BruteForceMatcher#

Overview#

The Brute Force Matcher [1] finds optimal matches between two sets of BRIEF (Binary Robust Independent Elementary Features) descriptors [2]. These sets are the query descriptor and reference descriptor. Optimal matching means finding the minimum Hamming distance between descriptors. The output is the index of the best matched reference descriptor(s) for each query descriptor and the corresponding Hamming distance.

The Brute Force Matcher operates in two modes: cross check and non-cross check. When cross check is disabled, it outputs a configured number of best matches for each query descriptor. When cross check is enabled, a match is valid only if query descriptor i best matches reference descriptor j and reference descriptor j best matches query descriptor i. Invalid matches are indicated with a reference index of -1.

Design Requirements#

BRIEF descriptor size is fixed at 256 bits.
Distance metric is Hamming distance.
Cross check can be enabled or disabled. When disabled, up to 3 matches per query can be configured.
Both query and reference descriptor sizes are limited to 1024, allowing storage in one VMEM super bank.

Implementation Details#

Sort Metric#

Hamming distance is calculated by XORing the query and reference descriptors and counting the number of 1s in the result. When distances are equal, the entry with the smaller index ranks higher.

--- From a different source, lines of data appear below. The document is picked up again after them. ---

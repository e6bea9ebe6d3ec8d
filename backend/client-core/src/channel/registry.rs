//! In-process implementation of the command surface.

use crate::channel::number::{self, CommandReturn};
use crate::channel::CommandSurface;

use models::{
    ComputationRequest, ComputationRequestBuilder, Elapsed, MODEL_SELECTOR_PARAMETER, Operation,
};

use std::collections::HashMap;
use std::fmt::{Debug, Formatter, Result as FormatResult};
use std::future::Future;
use std::sync::Arc;
use std::time::Instant;

use log::trace;
use serde_json::Value;

pub type CommandHandler =
    Arc<dyn Fn(&ComputationRequest) -> Result<Vec<f64>, String> + Send + Sync>;

/// Handlers keyed by operation. The registry parses the structured arguments
/// back into a request and times each handler call.
#[derive(Clone, Default)]
pub struct CommandRegistry {
    handlers: HashMap<Operation, CommandHandler>,
}

impl CommandRegistry {
    pub fn new() -> Self {
        Self::default()
    }

    /// Register (or replace) the handler for `operation`.
    pub fn register<F>(&mut self, operation: Operation, handler: F)
    where
        F: Fn(&ComputationRequest) -> Result<Vec<f64>, String> + Send + Sync + 'static,
    {
        self.handlers.insert(operation, Arc::new(handler));
    }

    pub fn with_command<F>(mut self, operation: Operation, handler: F) -> Self
    where
        F: Fn(&ComputationRequest) -> Result<Vec<f64>, String> + Send + Sync + 'static,
    {
        self.register(operation, handler);
        self
    }

    pub fn is_registered(&self, operation: Operation) -> bool {
        self.handlers.contains_key(&operation)
    }

    pub fn len(&self) -> usize {
        self.handlers.len()
    }

    pub fn is_empty(&self) -> bool {
        self.handlers.is_empty()
    }

    fn resolve(&self, command: &str) -> Result<(Operation, CommandHandler), String> {
        let operation: Operation = command
            .parse()
            .map_err(|_| format!("Command '{command}' not found"))?;

        self.handlers
            .get(&operation)
            .map(|handler| (operation, Arc::clone(handler)))
            .ok_or_else(|| format!("Command '{command}' not found"))
    }
}

impl Debug for CommandRegistry {
    fn fmt(&self, formatter: &mut Formatter<'_>) -> FormatResult {
        let mut commands: Vec<&str> = self.handlers.keys().map(|op| op.name()).collect();
        commands.sort_unstable();

        formatter
            .debug_struct("CommandRegistry")
            .field("commands", &commands)
            .finish()
    }
}

/// Rebuild a request from the structured command arguments.
///
/// Parameters are JSON numbers or one of the non-finite spellings.
pub fn request_from_args(operation: Operation, args: &Value) -> Result<ComputationRequest, String> {
    let object = args
        .as_object()
        .ok_or_else(|| format!("Arguments for {operation} must be an object"))?;

    let mut builder = ComputationRequestBuilder::new(operation);

    for (name, value) in object {
        if name == MODEL_SELECTOR_PARAMETER {
            let model = value
                .as_u64()
                .and_then(|model| u8::try_from(model).ok())
                .ok_or_else(|| format!("'{MODEL_SELECTOR_PARAMETER}' must fit in a byte"))?;
            builder = builder.with_model(model);
        } else {
            let parameter = number::from_value(value).ok_or_else(|| {
                format!("Parameter '{name}' must be a number, \"NaN\", \"inf\" or \"-inf\"")
            })?;
            builder = builder.with_parameter(name.as_str(), parameter);
        }
    }

    builder.build().map_err(|e| e.to_string())
}

impl CommandSurface for CommandRegistry {
    fn invoke(
        &self,
        command: &str,
        args: Value,
    ) -> impl Future<Output = Result<Value, String>> + Send {
        let resolved = self.resolve(command);

        async move {
            let (operation, handler) = resolved?;
            let request = request_from_args(operation, &args)?;

            let started = Instant::now();
            let values = handler(&request)?;
            let elapsed = Elapsed::from(started.elapsed());

            trace!("Command {operation} answered {} values in {elapsed}", values.len());

            serde_json::to_value(CommandReturn(values, elapsed)).map_err(|e| e.to_string())
        }
    }
}
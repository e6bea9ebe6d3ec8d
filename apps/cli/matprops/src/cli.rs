use std::path::PathBuf;

use clap::{Parser, Subcommand};

/// matprops - effective properties of composite and honeycomb materials
#[derive(Parser, Debug)]
#[command(name = "matprops")]
#[command(author, version, about, long_about = None)]
pub struct Args {
    #[command(subcommand)]
    pub command: Command,

    /// Engine base URL (overrides config and MATPROPS_BASE_URL)
    #[arg(long, global = true)]
    pub base_url: Option<String>,

    /// Remote timeout in seconds (overrides config and MATPROPS_TIMEOUT_SECS)
    #[arg(long, global = true)]
    pub timeout: Option<u64>,

    /// Directory holding config.json
    #[arg(long, global = true)]
    pub config_dir: Option<PathBuf>,

    /// Directory for matprops.log
    #[arg(long, global = true)]
    pub log_dir: Option<PathBuf>,

    /// Log everything, down to wire-level traces
    #[arg(short, long, global = true)]
    pub verbose: bool,
}

impl Args {
    /// Whether output, including failures, should be JSON.
    pub fn wants_json(&self) -> bool {
        matches!(self.command, Command::Compute { json: true, .. })
    }
}

#[derive(Subcommand, Debug)]
pub enum Command {
    /// Run one computation
    Compute {
        /// Operation name, e.g. thermal_conductivity_for_unidirectional_composite
        operation: String,

        /// Model selector (1: rule of mixtures, 2: Vanin-type model)
        #[arg(short, long)]
        model: u8,

        /// Parameters as name=value, e.g. fiberContent=0.2
        #[arg(value_parser = parse_parameter)]
        parameters: Vec<(String, f64)>,

        /// Print `[values, {"secs", "nanos"}]` instead of a table
        #[arg(long)]
        json: bool,
    },

    /// List operations with their parameters and wire layouts
    List,
}

/// Parse `name=value` into a named parameter.
pub fn parse_parameter(raw: &str) -> Result<(String, f64), String> {
    let (name, value) = raw
        .split_once('=')
        .ok_or_else(|| format!("expected name=value, got '{raw}'"))?;

    let name = name.trim();
    if name.is_empty() {
        return Err(format!("missing parameter name in '{raw}'"));
    }

    let value: f64 = value
        .trim()
        .parse()
        .map_err(|e| format!("invalid number for '{name}': {e}"))?;

    Ok((name.to_string(), value))
}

Two implementation approaches are possible:

Traverse the array to find the minimum distance, then traverse again to find the first element with this distance.
Create a combined array of type uint32_t with distance in the high 16 bits and index in the low 16 bits, then find the minimum element in a single traversal. 16-bit is sufficient to store the distance since the maximum value of Hamming distance is 256. 16-bit is also sufficient to store the index since the maximum number of reference descriptor is 1024.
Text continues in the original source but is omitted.